Of course, every case and every client matters. But in some cases, we are proud to be able to achieve something that goes beyond the usual limits of what can be accomplished in one action. The following are some examples:
- We successfully settled a case against a major area hospital where the claims were that the triage staff failed to appreciate the seriousness of a patient’s condition, leading to a significant delay in his getting proper treatment. One issue in the case involved the hospital’s refusal to refuse family members to participate in the triage process, during which a nurse obtains vital but preliminary assessment information in order to rate how urgently the patient needs to be seen. As part of the settlement of the case, which included substantial financial terms, the hospital agreed to reverse this policy and in the future to allow family members to participate in the triage process where appropriate.

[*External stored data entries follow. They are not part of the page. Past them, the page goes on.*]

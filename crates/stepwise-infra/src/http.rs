//! `reqwest`-backed [`HttpClient`] for the `fetch` tool.

use reqwest::Method;
use stepwise_core::service::http::{HttpClient, HttpError, HttpRequest, HttpResponse};

/// Shared `reqwest` client. Cheap to clone; connections are pooled.
#[derive(Debug, Clone)]
pub struct ReqwestHttpClient {
    client: reqwest::Client,
}

impl ReqwestHttpClient {
    pub fn new() -> Result<Self, HttpError> {
        let client = reqwest::Client::builder()
            .build()
            .map_err(|e| HttpError::Transport(format!("failed to create HTTP client: {e}")))?;
        Ok(Self { client })
    }

    /// Wrap an already configured client.
    pub fn from_client(client: reqwest::Client) -> Self {
        Self { client }
    }
}

impl HttpClient for ReqwestHttpClient {
    async fn send(&self, request: HttpRequest) -> Result<HttpResponse, HttpError> {
        let method = Method::from_bytes(request.method.as_bytes())
            .map_err(|_| HttpError::InvalidRequest(format!("invalid method '{}'", request.method)))?;

        let mut builder = self
            .client
            .request(method, &request.url)
            .timeout(request.timeout);
        for (name, value) in &request.headers {
            builder = builder.header(name.as_str(), value.as_str());
        }

        let response = builder.send().await.map_err(|e| {
            if e.is_timeout() {
                HttpError::Timeout(request.timeout)
            } else if e.is_builder() {
                HttpError::InvalidRequest(e.to_string())
            } else {
                HttpError::Transport(e.to_string())
            }
        })?;

        let status = response.status().as_u16();
        let headers = response
            .headers()
            .iter()
            .map(|(k, v)| {
                (
                    k.as_str().to_string(),
                    String::from_utf8_lossy(v.as_bytes()).into_owned(),
                )
            })
            .collect();
        let body = response.text().await.map_err(|e| {
            if e.is_timeout() {
                HttpError::Timeout(request.timeout)
            } else {
                HttpError::Transport(format!("failed to read body: {e}"))
            }
        })?;

        tracing::debug!(url = %request.url, status, bytes = body.len(), "http response");
        Ok(HttpResponse {
            status,
            headers,
            body,
        })
    }
}

#[cfg(test)]
mod tests {
    use super::*;
    use std::time::Duration;

    fn request(method: &str, url: &str) -> HttpRequest {
        HttpRequest {
            method: method.to_string(),
            url: url.to_string(),
            headers: Vec::new(),
            timeout: Duration::from_secs(2),
        }
    }

    #[tokio::test]
    async fn test_invalid_url_is_rejected_before_sending() {
        let client = ReqwestHttpClient::new().unwrap();
        let err = client.send(request("GET", "{{missing}}")).await.unwrap_err();
        assert!(matches!(
            err,
            HttpError::InvalidRequest(_) | HttpError::Transport(_)
        ));
    }

    #[tokio::test]
    async fn test_invalid_method() {
        let client = ReqwestHttpClient::new().unwrap();
        let err = client
            .send(request("NOT A METHOD", "http://localhost/"))
            .await
            .unwrap_err();
        assert!(matches!(err, HttpError::InvalidRequest(_)));
    }

    #[tokio::test]
    async fn test_connection_refused_is_transport() {
        let client = ReqwestHttpClient::new().unwrap();
        // Port 9 (discard) on loopback is closed in test environments.
        let err = client
            .send(request("GET", "http://127.0.0.1:9/"))
            .await
            .unwrap_err();
        assert!(matches!(err, HttpError::Transport(_) | HttpError::Timeout(_)));
    }
}
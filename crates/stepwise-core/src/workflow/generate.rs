//! LLM-authored workflow documents.
//!
//! Prompts the generator with the request and the tool catalog, extracts the
//! JSON document from the completion, then parses and validates it exactly
//! like a hand-written workflow.

use stepwise_types::llm::{GenerationRequest, GeneratorError};
use stepwise_types::tool::ToolDescriptor;
use stepwise_types::workflow::WorkflowSpec;
use thiserror::Error;

use super::definition::{WorkflowError, normalize_workflow, validate_workflow};
use crate::llm::box_generator::BoxGenerator;
use crate::llm::extract::{ExtractError, extract_json};
use crate::planner::prompt::render_catalog;

/// Sampling temperature for workflow generation; low for stable structure.
const GENERATION_TEMPERATURE: f64 = 0.2;
const GENERATION_MAX_TOKENS: u32 = 2000;

const WORKFLOW_SYSTEM_PROMPT: &str = "You design workflows for a step-based executor. \
You reply with a single JSON workflow document and nothing else.";

#[derive(Debug, Error)]
pub enum GenerateError {
    #[error("generation failed: {0}")]
    Generation(#[from] GeneratorError),

    #[error("could not extract workflow: {0}")]
    Extraction(#[from] ExtractError),

    #[error("generated workflow is invalid: {0}")]
    Invalid(#[from] WorkflowError),
}

/// Build the workflow-generation prompt.
pub fn workflow_prompt(request: &str, catalog: &[ToolDescriptor]) -> String {
    format!(
        "Design a workflow that accomplishes the following request.\n\n\
         Request: {request}\n\n\
         Available tools:\n{catalog}\n\
         Rules:\n\
         - Every step has a unique \"id\", a \"name\", \"type\": \"tool\" and a \"tool\" from the list above.\n\
         - Bind results with \"outputs\": {{\"result\": \"<variable>\"}} and read them in later inputs as {{{{<variable>}}}}.\n\
         - Steps that read a variable run after the step that binds it; use \"dependsOn\" only for ordering without data.\n\
         - Respond with exactly one JSON object: {{\"steps\": [...], \"variables\": {{}}, \"errorPolicy\": {{\"strategy\": \"fail\"}}}}\n",
        catalog = render_catalog(catalog),
    )
}

/// Ask the generator for a workflow and validate what comes back.
pub async fn generate_workflow(
    generator: &BoxGenerator,
    request: &str,
    catalog: &[ToolDescriptor],
) -> Result<WorkflowSpec, GenerateError> {
    let generation = GenerationRequest::new(workflow_prompt(request, catalog))
        .with_system(WORKFLOW_SYSTEM_PROMPT)
        .with_temperature(GENERATION_TEMPERATURE)
        .with_max_tokens(GENERATION_MAX_TOKENS);

    let completion = generator.generate(&generation).await?;
    let document = extract_json(&completion)?;
    let mut spec: WorkflowSpec = serde_json::from_value(document)
        .map_err(|e| WorkflowError::ParseError(e.to_string()))?;
    normalize_workflow(&mut spec);
    validate_workflow(&spec)?;

    tracing::info!(
        generator = generator.name(),
        steps = spec.steps.len(),
        "generated workflow"
    );
    Ok(spec)
}
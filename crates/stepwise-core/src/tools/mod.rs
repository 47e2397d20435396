//! Tool surface: the uniform `(ctx, inputs) -> output` contract.
//!
//! Five built-ins ship with the core (`fetch`, `filesystem`, `memory`,
//! `time`, `sequential-thinking`). Each is generic over the capability it
//! needs, so tests can substitute mocks. External tools enter through the
//! [`ToolCaller`] capability and are merged into the [`registry::ToolRegistry`].
//!
//! `Tool` and `ToolCaller` return boxed futures so they can be held as trait
//! objects inside the registry.

pub mod fetch;
pub mod filesystem;
pub mod memory;
pub mod registry;
pub mod thinking;
pub mod time;

use std::future::Future;
use std::time::Duration;

use futures_util::future::BoxFuture;
use serde_json::{Map, Value};
use stepwise_types::duration::duration_from_value;
use stepwise_types::tool::ToolDescriptor;
use thiserror::Error;
use tokio_util::sync::CancellationToken;
use uuid::Uuid;

pub use registry::ToolRegistry;

// ---------------------------------------------------------------------------
// Errors
// ---------------------------------------------------------------------------

/// Errors a tool invocation can produce.
#[derive(Debug, Clone, Error)]
pub enum ToolError {
    /// The tool name is neither a built-in nor known to the external caller.
    #[error("tool not found: {0}")]
    NotFound(String),

    /// Required inputs absent or ill-typed after rendering.
    #[error("invalid input: {0}")]
    InvalidInput(String),

    /// The tool ran and failed (IO, HTTP, generator, ...).
    #[error("{0}")]
    Execution(String),

    #[error("cancelled")]
    Cancelled,

    #[error("timed out after {0:?}")]
    Timeout(Duration),
}

impl ToolError {
    /// Whether another attempt could succeed.
    pub fn is_retryable(&self) -> bool {
        matches!(self, ToolError::Execution(_) | ToolError::Timeout(_))
    }
}

// ---------------------------------------------------------------------------
// Context
// ---------------------------------------------------------------------------

/// Per-invocation context handed to every tool.
#[derive(Debug, Clone)]
pub struct ToolContext {
    pub execution_id: Uuid,
    pub step_id: String,
    /// Fires when the caller cancels; tools doing blocking IO must honor it.
    pub cancel: CancellationToken,
}

impl ToolContext {
    pub fn new(execution_id: Uuid, step_id: impl Into<String>, cancel: CancellationToken) -> Self {
        Self {
            execution_id,
            step_id: step_id.into(),
            cancel,
        }
    }

    /// A context with a fresh id and a token nobody cancels.
    pub fn detached(step_id: impl Into<String>) -> Self {
        Self::new(Uuid::now_v7(), step_id, CancellationToken::new())
    }

    /// Drive `fut` to completion unless the context is cancelled first.
    pub async fn run_cancellable<T>(
        &self,
        fut: impl Future<Output = Result<T, ToolError>>,
    ) -> Result<T, ToolError> {
        tokio::select! {
            biased;
            _ = self.cancel.cancelled() => Err(ToolError::Cancelled),
            result = fut => result,
        }
    }

    /// Sleep for `duration`, returning early with `Cancelled` on cancellation.
    pub async fn sleep(&self, duration: Duration) -> Result<(), ToolError> {
        self.run_cancellable(async {
            tokio::time::sleep(duration).await;
            Ok(())
        })
        .await
    }
}

// ---------------------------------------------------------------------------
// Traits
// ---------------------------------------------------------------------------

/// A named, side-effecting callable.
pub trait Tool: Send + Sync {
    fn name(&self) -> &str;

    /// Catalog entry shown to planners and generators.
    fn descriptor(&self) -> ToolDescriptor;

    fn call<'a>(
        &'a self,
        ctx: &'a ToolContext,
        inputs: Map<String, Value>,
    ) -> BoxFuture<'a, Result<Value, ToolError>>;
}

/// Name-keyed callable surface for tools the core does not implement itself.
pub trait ToolCaller: Send + Sync {
    fn call_tool<'a>(
        &'a self,
        ctx: &'a ToolContext,
        name: &'a str,
        inputs: Map<String, Value>,
    ) -> BoxFuture<'a, Result<Value, ToolError>>;

    /// Tools this caller can serve. Empty when the catalog is not known.
    fn list_tools(&self) -> Vec<ToolDescriptor> {
        Vec::new()
    }
}

// ---------------------------------------------------------------------------
// Input helpers
// ---------------------------------------------------------------------------

/// Optional string input; non-string scalars are converted to their text.
pub(crate) fn opt_str(inputs: &Map<String, Value>, key: &str) -> Option<String> {
    match inputs.get(key)? {
        Value::Null => None,
        Value::String(s) => Some(s.clone()),
        Value::Number(n) => Some(n.to_string()),
        Value::Bool(b) => Some(b.to_string()),
        _ => None,
    }
}

/// Required string input.
pub(crate) fn req_str(inputs: &Map<String, Value>, key: &str) -> Result<String, ToolError> {
    match inputs.get(key) {
        None | Some(Value::Null) => Err(ToolError::InvalidInput(format!("missing '{key}'"))),
        Some(_) => opt_str(inputs, key)
            .filter(|s| !s.is_empty())
            .ok_or_else(|| ToolError::InvalidInput(format!("'{key}' must be a non-empty string"))),
    }
}

/// Optional duration input (`"2s"`, `"500ms"`, or a number of seconds).
pub(crate) fn opt_duration(
    inputs: &Map<String, Value>,
    key: &str,
) -> Result<Option<Duration>, ToolError> {
    match inputs.get(key) {
        None | Some(Value::Null) => Ok(None),
        Some(value) => duration_from_value(value)
            .map(Some)
            .map_err(|e| ToolError::InvalidInput(e.to_string())),
    }
}

#[cfg(test)]
mod tests {
    use super::*;
    use serde_json::json;

    fn inputs(value: Value) -> Map<String, Value> {
        value.as_object().cloned().unwrap()
    }

    #[test]
    fn test_req_str() {
        let i = inputs(json!({ "url": "http://x", "n": 5, "empty": "", "obj": {} }));
        assert_eq!(req_str(&i, "url").unwrap(), "http://x");
        assert_eq!(req_str(&i, "n").unwrap(), "5");
        assert!(matches!(req_str(&i, "missing"), Err(ToolError::InvalidInput(_))));
        assert!(matches!(req_str(&i, "empty"), Err(ToolError::InvalidInput(_))));
        assert!(matches!(req_str(&i, "obj"), Err(ToolError::InvalidInput(_))));
    }

    #[test]
    fn test_opt_duration() {
        let i = inputs(json!({ "a": "2s", "b": 1, "c": "bogus" }));
        assert_eq!(opt_duration(&i, "a").unwrap(), Some(Duration::from_secs(2)));
        assert_eq!(opt_duration(&i, "b").unwrap(), Some(Duration::from_secs(1)));
        assert_eq!(opt_duration(&i, "z").unwrap(), None);
        assert!(opt_duration(&i, "c").is_err());
    }

    #[tokio::test]
    async fn test_sleep_honors_cancellation() {
        let ctx = ToolContext::detached("s");
        ctx.cancel.cancel();
        let started = std::time::Instant::now();
        let err = ctx.sleep(Duration::from_secs(30)).await.unwrap_err();
        assert!(matches!(err, ToolError::Cancelled));
        assert!(started.elapsed() < Duration::from_secs(1));
    }

    #[test]
    fn test_retryable_kinds() {
        assert!(ToolError::Execution("x".into()).is_retryable());
        assert!(ToolError::Timeout(Duration::from_secs(1)).is_retryable());
        assert!(!ToolError::Cancelled.is_retryable());
        assert!(!ToolError::InvalidInput("x".into()).is_retryable());
        assert!(!ToolError::NotFound("x".into()).is_retryable());
    }
}
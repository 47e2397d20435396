//! Clock capability for the `time` tool.

use chrono::{DateTime, FixedOffset};

/// Source of the current wall-clock time, in the local offset.
pub trait Clock: Send + Sync {
    fn now(&self) -> DateTime<FixedOffset>;
}

/// A clock frozen at one instant. Useful for deterministic tests and replays.
#[derive(Debug, Clone, Copy)]
pub struct FixedClock(pub DateTime<FixedOffset>);

impl Clock for FixedClock {
    fn now(&self) -> DateTime<FixedOffset> {
        self.0
    }
}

- In a medical malpractice case against a major hospital, it was revealed during depositions that the reason the patient had suffered a major complication during an emergency surgery was the fact that she was operated on by a surgical trainee. And the reason a student had performed the surgery was because the patient had no health insurance. And the reason for trainees operating on patients without insurance: It was the hospital’s policy. The case ended in a seven-figure settlement, but we were able to force the hospital to change this antiquated policy as part of the deal as well.
- In a case that went all the way to the Pennsylvania Supreme Court, we were able to make a significant impact on the law regarding the statute of limitations. The general rule in Pennsylvania is that an injured person has two years to file a claim in court starting from the date of the injury. Often, however, the injured person is unaware there has been an injury. The “discovery rule” holds that the two-year limitations period starts from when a person knows or should know through reasonably diligent investigation that there is a basis for filing a claim. In Gleason v. Borough of Moosic, 15 A.3d 479 (2011), the Supreme Court agreed with our position, that when determining whether an individual “should have known,” that is, whether the person exercised reasonable diligence, any questions about the facts should be decided by a jury, not the judge.
- In a case involving medical negligence on the part of an orthopedic surgery practice, we confronted the question of whether arbitration agreements are enforceable. Here, before receiving treatment from the physician, the patient had been forced to sign an arbitration agreement, agreeing to waive her right to bring any claim, regarding the treatment (if there should ever be such a claim) in court. Joining with several other patients who were in the same position, we argued to the court that the arbitration agreement was unenforceable. The Court agreed and the cases were allowed to proceed to court, with the patient’s full rights in tact.
- In a medical malpractice action against a major hospital involving a patient who died after a cardiac catheterization, it was found that the reason she had died was because the nurses had not been vigilant in monitoring the patient for signs of internal bleeding after the procedure. The cardiac cath procedure carries a risk of bleeding, so monitoring afterwards is critical. As part of the settlement of the case, which involved substantial financial terms, the hospital agreed to hold a seminar for its nursing staff on the importance of post-cath monitoring.